# Natural Deduction Distribute Neg without Distribution?

I have been given a list of statements which are provably equivalent, and it is my job to prove them. They are all quite similar in structure, but I'm having a difficult time proving even the first one, given the rules provided. I'm confident I can do the rest, if I can see the mechanics of the first in action.

The statement is:

$$\neg (p \wedge q) \leftrightarrow \neg q \vee \neg p$$

The only rules I have at my disposal are:

$$\wedge (AND, \wedge i - introduction, \wedge e - elimination)$$ $$\vee (OR, \vee i - introduction, \vee i - elimination)$$ $$\rightarrow (implication, \rightarrow i - introduction, \rightarrow e - elimination)$$ $$\neg (negation, \neg i - introduction, \neg e - elimination)$$ $$\bot (contradiction)$$ $$\neg\neg (double negation)$$

Now, I know from other logic courses and books that De Morgans laws state that the negation of a conjunction is the disjunction of the negations, but how to I prove this step by step in a proof given the rules above. I keep running into the need to have a rule that distributes negation.

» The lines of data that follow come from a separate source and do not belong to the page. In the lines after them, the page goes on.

//! Stylesheet emission.
//!
//! Plain rules come first in accumulation order, then one `@media` block
//! per distinct condition (in order of first use) holding every rule
//! scoped to it:
//!
//! ```css
//! .bg-primary { background: #ccf654; }
//! @media (max-width: 639px) {
//!   .sm\:bg-primary { background: #ccf654; }
//! }
//! ```

use indexmap::{IndexMap, IndexSet};

use super::accumulator::{StyleKey, StyleMap};
use super::declaration::Declaration;

/// Serialize accumulated styles. Never mutates `styles`.
pub fn emit_stylesheet(styles: &StyleMap) -> String {
    let mut out = String::new();
    let mut media: IndexMap<&str, Vec<(&str, &IndexSet<Declaration>)>> = IndexMap::new();

    for (key, declarations) in styles.iter() {
        match key {
            StyleKey::Rule(selector) => write_rule(&mut out, "", selector, declarations),
            StyleKey::Media {
                condition,
                selector,
            } => media
                .entry(condition.as_str())
                .or_default()
                .push((selector.as_str(), declarations)),
        }
    }

    for (condition, rules) in media {
        out.push_str(&format!("@media {} {{\n", condition));
        for (selector, declarations) in rules {
            write_rule(&mut out, "  ", selector, declarations);
        }
        out.push_str("}\n");
    }

    out
}

fn write_rule(out: &mut String, indent: &str, selector: &str, declarations: &IndexSet<Declaration>) {
    let body = declarations
        .iter()
        .map(|d| d.to_string())
        .collect::<Vec<_>>()
        .join("; ");
    out.push_str(&format!("{}.{} {{ {}; }}\n", indent, selector, body));
}

#[cfg(test)]
mod tests {
    use super::*;

    #[test]
    fn test_emit_empty() {
        assert_eq!(emit_stylesheet(&StyleMap::new()), "");
    }

    #[test]
    fn test_emit_plain_rules() {
        let mut styles = StyleMap::new();
        styles.add(
            StyleKey::rule("center", None),
            [
                Declaration::new("display", "flex"),
                Declaration::new("justify-content", "center"),
            ],
        );
        styles.add(
            StyleKey::rule("hover:text-red", Some("hover")),
            [Declaration::new("color", "red")],
        );

        assert_eq!(
            emit_stylesheet(&styles),
            ".center { display: flex; justify-content: center; }\n\
             .hover\\:text-red:hover { color: red; }\n"
        );
    }

    #[test]
    fn test_media_blocks_follow_rules_and_group() {
        let mut styles = StyleMap::new();
        styles.add(
            StyleKey::media("(max-width: 639px)", "sm:bg-red"),
            [Declaration::new("background", "red")],
        );
        styles.add(StyleKey::rule("p-4px", None), [Declaration::new("padding", "4px")]);
        styles.add(
            StyleKey::media("(min-width: 1024px)", "lg:p-0"),
            [Declaration::new("padding", "0")],
        );
        styles.add(
            StyleKey::media("(max-width: 639px)", "sm:p-0"),
            [Declaration::new("padding", "0")],
        );

        let expected = "\
.p-4px { padding: 4px; }
@media (max-width: 639px) {
  .sm\\:bg-red { background: red; }
  .sm\\:p-0 { padding: 0; }
}
@media (min-width: 1024px) {
  .lg\\:p-0 { padding: 0; }
}
";
        assert_eq!(emit_stylesheet(&styles), expected);
    }

    #[test]
    fn test_emit_is_repeatable() {
        let mut styles = StyleMap::new();
        styles.add(StyleKey::rule("a", None), [Declaration::new("x", "1")]);
        assert_eq!(emit_stylesheet(&styles), emit_stylesheet(&styles));
    }
}
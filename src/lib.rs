//! atomcss - Atomic CSS generator
//!
//! A library for turning utility class names such as `bg-primary`,
//! `md:p-[4px_8px]` or `[marginTop,marginBottom]-1rem` into CSS rules,
//! driven by a declarative vocabulary of property shorthands, named values,
//! custom classes, aliases and breakpoints.

pub mod cli;
pub mod config;
pub mod discovery;
pub mod engine;
pub mod error;
pub mod output;
pub mod parser;
pub mod resolve;
pub mod style;
pub mod validation;

pub use config::{Breakpoint, Config, Manifest, PropertyEntry};
pub use discovery::{discover, extract_class_names, DiscoveryResult};
pub use engine::Engine;
pub use error::{AtomError, Result};
pub use parser::{Grammar, ParsedToken};
pub use style::{emit_stylesheet, Declaration, StyleKey, StyleMap};
pub use validation::{validate_config, Diagnostic, Severity, ValidationResult};
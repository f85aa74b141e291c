//! Parsed class-name tokens.

/// The pieces of a utility class name such as `hover:my-bg-[255_0_0]/50%`.
///
/// Borrowed from the class name it was parsed from; produced per token and
/// consumed immediately by the resolvers.
#[derive(Debug, Clone, Copy, PartialEq, Eq)]
pub struct ParsedToken<'a> {
    /// Text before the first `:`, either a breakpoint name or a pseudo-class.
    pub prefix: Option<&'a str>,
    /// Registered type token, or a bracketed property list like `[color,--x]`.
    pub kind: &'a str,
    pub value: &'a str,
    pub unit: &'a str,
    pub secondary: Option<Secondary<'a>>,
}

/// The optional value after `/`.
#[derive(Debug, Clone, Copy, PartialEq, Eq)]
pub struct Secondary<'a> {
    pub value: &'a str,
    pub unit: &'a str,
}

impl<'a> ParsedToken<'a> {
    /// Whether the type token is a bracketed property list.
    pub fn is_bracket_kind(&self) -> bool {
        is_bracketed(self.kind)
    }

    /// The class name without its prefix.
    pub fn class_name(&self, full: &'a str) -> &'a str {
        match self.prefix {
            Some(prefix) => &full[prefix.len() + 1..],
            None => full,
        }
    }
}

pub(crate) fn is_bracketed(s: &str) -> bool {
    s.len() >= 2 && s.starts_with('[') && s.ends_with(']')
}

• Those aren't rules, they are symbols. Feb 21 '15 at 2:26
• To explain James' comment: The rules of a natural deduction system are not standard and vary from author to author, so even if they have been labeled by such terse names as "$\land$" we don't know what rules those are. Can you locate your rules from the list on WP? If you use the names there we may be able to help you. Feb 21 '15 at 4:25
• Also see commons.wikimedia.org/wiki/… Feb 21 '15 at 4:30
• I have updated the rules Feb 24 '15 at 9:32

With Natural Deduction, we have to prove the bi-conditional in two steps.

The first one is :

$\vdash (¬q∨¬p) \to ¬(p∧q)$.

1) $(¬q∨¬p)$ --- assumed

2) $p \land q$ --- asumed [a]

3) $p$ --- from 2) by $\land$-elim

4) $q$ --- from 2) by $\land$-elim

5) $\lnot q$ --- assumed [b] from 1) for $\lor$-elim

6) $\bot$ --- contradiction from 4) and 5)

7) $\lnot p$ --- assumed [c] from 1) for $\lor$-elim

8) $\bot$ --- contradiction from 3) and 7)

9) $\bot$ --- from 5)-6) and 7)-8) and 1) by $\lor$-elim, discharging assumptions [b] and [c]

10) $\lnot (p \land q)$ --- from 2) and 9) by $\lnot$-introduction, discharging assumption [a].

Thus, form 1) and 10) we have :

$(¬q∨¬p) \vdash \lnot (p \land q)$

and we conclude by $\to$-introduction with :

11) $\vdash (¬q∨¬p) \to \lnot (p \land q)$.

In the same way we have to prove the other conditional :

$\vdash \lnot (p \land q) \to (¬q∨¬p)$.

In this case we need Double Negation :

1) $\lnot (p \land q)$ --- assumed

2) $\lnot (¬q∨¬p)$ --- assumed [a]

3) $\lnot p$ --- assumed [b]

4) $(¬q∨¬p)$ --- from 3) by $\lor$-introduction

5) $\bot$ --- from 2) and 4)

6) $p$ --- from 3) and 5) by Double Negation, discharging [b]

7) $q$ --- assumed [c]

8) $p \land q$ --- from 6) and 7) by $\land$-introduction

9) $\bot$ --- from 1) and 8)

10) $\lnot q$ --- from 7) and 9), discharging [c]

11) $(¬q∨¬p)$ --- from 10) by $\lor$-introduction

12) $\bot$ --- from 2) and 11)

13) $(¬q∨¬p)$ --- from 2) and 12) by Double Negation, discharging [a]

Thus, form 1) and 13) by $\to$-introduction we conclude with :

14) $\vdash \lnot (p \land q) \to (¬q∨¬p)$

Finally, having :

$(¬q∨¬p) \to ¬(p∧q)$

and :

$\lnot (p \land q) \to (¬q∨¬p)$

we conclude by $\leftrightarrow$-introduction with :

$\lnot (p \land q) \leftrightarrow (¬q∨¬p)$.